私の私生活の典型例をあげましょう。ビールの大壜が一本三元七角(六十円弱)です。タクシーの初乗り料金は十元(百五十円)で、北京市内なら、相当乗っても五百円になることはまずありません。バスの均一料金は、何と五角(八円弱)。昼食は仲間と外食しますが、割り勘は十五元前後、三百円を超えることはほとんどありません。中国産の衣類にもなかなかしゃれたものがありますが、例えば、柄物のシャツは高くても五十元(七百五十円)、高級百貨店で買った夏物のジャケットとズボンがそれぞれ三百元(四千五百円)でした。

大の男(古いねえ)が外出する時、ポケットにお金が少ないと不安なのは皆様と御同様だと思います。それで当初は、千元持ち歩いていました。ところが、ある日、見事にすりにやられて、以後、二、三百元しか持たないことにしていますが、恥をかいたことはありません。

とんでもない例外があります。外国人向けの住宅の家賃です。改革開放経済が始まって、外国人がどっと入ってきた時には、満足に住める家がほとんど無く、あっても非常に高かったそうです。多分、それが尾を引いて、なぜか米ドル立てで月二千から六千です。これではいくら他の物価が安くても何にもなりません。

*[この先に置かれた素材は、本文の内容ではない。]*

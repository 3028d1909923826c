use anyhow::{Context, Result};
use serde::Deserialize;
use std::fs;

#[derive(Debug, Clone, Deserialize)]
pub struct Config {
    pub system: SystemConfig,
    pub market: MarketConfig,
    pub station: StationConfig,
    pub monitor: MonitorConfig,
    pub strategy: StrategyConfig,
    #[serde(default)]
    pub guard: GuardConfig,
    pub trading: TradingConfig,
}

#[derive(Debug, Clone, Deserialize)]
pub struct SystemConfig {
    pub database_path: String,
    pub event_log_path: String,
}

#[derive(Debug, Clone, Deserialize)]
pub struct MarketConfig {
    pub gamma_base_url: String,
    pub city: String,
}

/// Observation station the market resolves against, plus the model grid point.
#[derive(Debug, Clone, Deserialize)]
pub struct StationConfig {
    pub metar_station: String,
    pub synop_block: String,
    pub latitude: f64,
    pub longitude: f64,
    /// Offset of the market's local timezone from UTC, in hours.
    pub utc_offset_hours: i64,
}

#[derive(Debug, Clone, Deserialize)]
pub struct MonitorConfig {
    pub poll_minutes_day: u64,
    pub poll_minutes_night: u64,
    /// Local hours bounding the daytime (fast) polling cadence.
    pub day_start_hour: u32,
    pub day_end_hour: u32,
    pub staleness_bound_minutes: i64,
    pub morning_trigger_hour: u32,
    pub midday_trigger_hour: u32,
    pub late_day_hour: u32,
}

#[derive(Debug, Clone, Deserialize)]
pub struct StrategyConfig {
    /// Resolution rounds to the nearest whole degree; a ceiling bracket is
    /// dead once running_max >= ceiling + rounding_buffer.
    pub rounding_buffer: f64,
    pub forecast_kill_buffer: f64,
    pub midday_kill_buffer: f64,
    pub upper_kill_buffer: f64,
    /// Additive correction for the forecast source's systematic cold bias.
    pub static_bias: f64,
    /// Above this, the morning bias says the model is underforecasting.
    pub dynamic_bias_danger_ceiling: f64,
    /// YES price below this is too small an edge to trade.
    pub min_actionable_price: f64,
    /// Corrected hourly forecast max must stay this far below an upper
    /// bracket's floor for the upper tier to fire.
    pub safety_margin: f64,
    /// Late-day gap between an upper bracket's floor and the running max
    /// required by the predictive tier.
    pub ceiling_gap: f64,
    /// Persistent activation flag for the predictive tier. While false its
    /// candidates are evaluated and logged but never traded.
    #[serde(default)]
    pub predictive_enabled: bool,
}

#[derive(Debug, Clone, Deserialize)]
pub struct GuardConfig {
    #[serde(default = "default_remaining_tolerance")]
    pub remaining_tolerance: f64,
    #[serde(default = "default_velocity_ceiling")]
    pub velocity_ceiling: f64,
    #[serde(default = "default_peak_margin")]
    pub peak_margin: f64,
}

fn default_remaining_tolerance() -> f64 { 0.5 }
fn default_velocity_ceiling() -> f64 { 0.3 }
fn default_peak_margin() -> f64 { 0.5 }

impl Default for GuardConfig {
    fn default() -> Self {
        Self {
            remaining_tolerance: default_remaining_tolerance(),
            velocity_ceiling: default_velocity_ceiling(),
            peak_margin: default_peak_margin(),
        }
    }
}

#[derive(Debug, Clone, Deserialize)]
pub struct TradingConfig {
    pub trade_size: f64,
    pub starting_balance: f64,
}

impl Config {
    pub fn load(path: &str) -> Result<Self> {
        let contents = fs::read_to_string(path)
            .with_context(|| format!("Failed to read config file: {}", path))?;

        let config: Config = toml::from_str(&contents)
            .with_context(|| format!("Failed to parse config file: {}", path))?;

        Ok(config)
    }
}

#[derive(Debug, Clone)]
pub struct EnvConfig {
    pub config_path: String,
    pub city_override: Option<String>,
}

impl EnvConfig {
    pub fn load() -> Self {
        dotenv::dotenv().ok();

        Self {
            config_path: std::env::var("CONFIG_PATH")
                .unwrap_or_else(|_| "config.toml".to_string()),
            city_override: std::env::var("CITY").ok(),
        }
    }
}

#[cfg(test)]
mod tests {
    use super::*;

    const SAMPLE: &str = r#"
        [system]
        database_path = "positions.db"
        event_log_path = "weather_log.jsonl"

        [market]
        gamma_base_url = "https://gamma-api.polymarket.com"
        city = "paris"

        [station]
        metar_station = "LFPG"
        synop_block = "07157"
        latitude = 49.0097
        longitude = 2.5479
        utc_offset_hours = 1

        [monitor]
        poll_minutes_day = 5
        poll_minutes_night = 15
        day_start_hour = 6
        day_end_hour = 20
        staleness_bound_minutes = 45
        morning_trigger_hour = 9
        midday_trigger_hour = 12
        late_day_hour = 16

        [strategy]
        rounding_buffer = 0.5
        forecast_kill_buffer = 4.0
        midday_kill_buffer = 2.5
        upper_kill_buffer = 5.0
        static_bias = 1.0
        dynamic_bias_danger_ceiling = 1.0
        min_actionable_price = 0.01
        safety_margin = 1.0
        ceiling_gap = 2.0

        [trading]
        trade_size = 100.0
        starting_balance = 1000.0
    "#;

    #[test]
    fn test_parse_sample_config() {
        let config: Config = toml::from_str(SAMPLE).unwrap();
        assert_eq!(config.market.city, "paris");
        assert_eq!(config.strategy.rounding_buffer, 0.5);
        assert!(!config.strategy.predictive_enabled);
        // [guard] omitted entirely -> defaults apply
        assert_eq!(config.guard.velocity_ceiling, 0.3);
    }
}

ただし、いわゆる駐在員の家賃は企業や官庁もちのことが多いですし留学生は安い寄宿舎に入っているのが大部分ですから、当人としては物価安だけをエンジョイしていると思います。最近、外国人向けの住宅が儲かると見て、日本を含めた外国資本によるアパートの建設がラッシュで、そのため、家賃が暴落しているようです。だんだん普通の国になっていくということでしょう。

次回は、デリケートな日中関係を話題にするつもりです。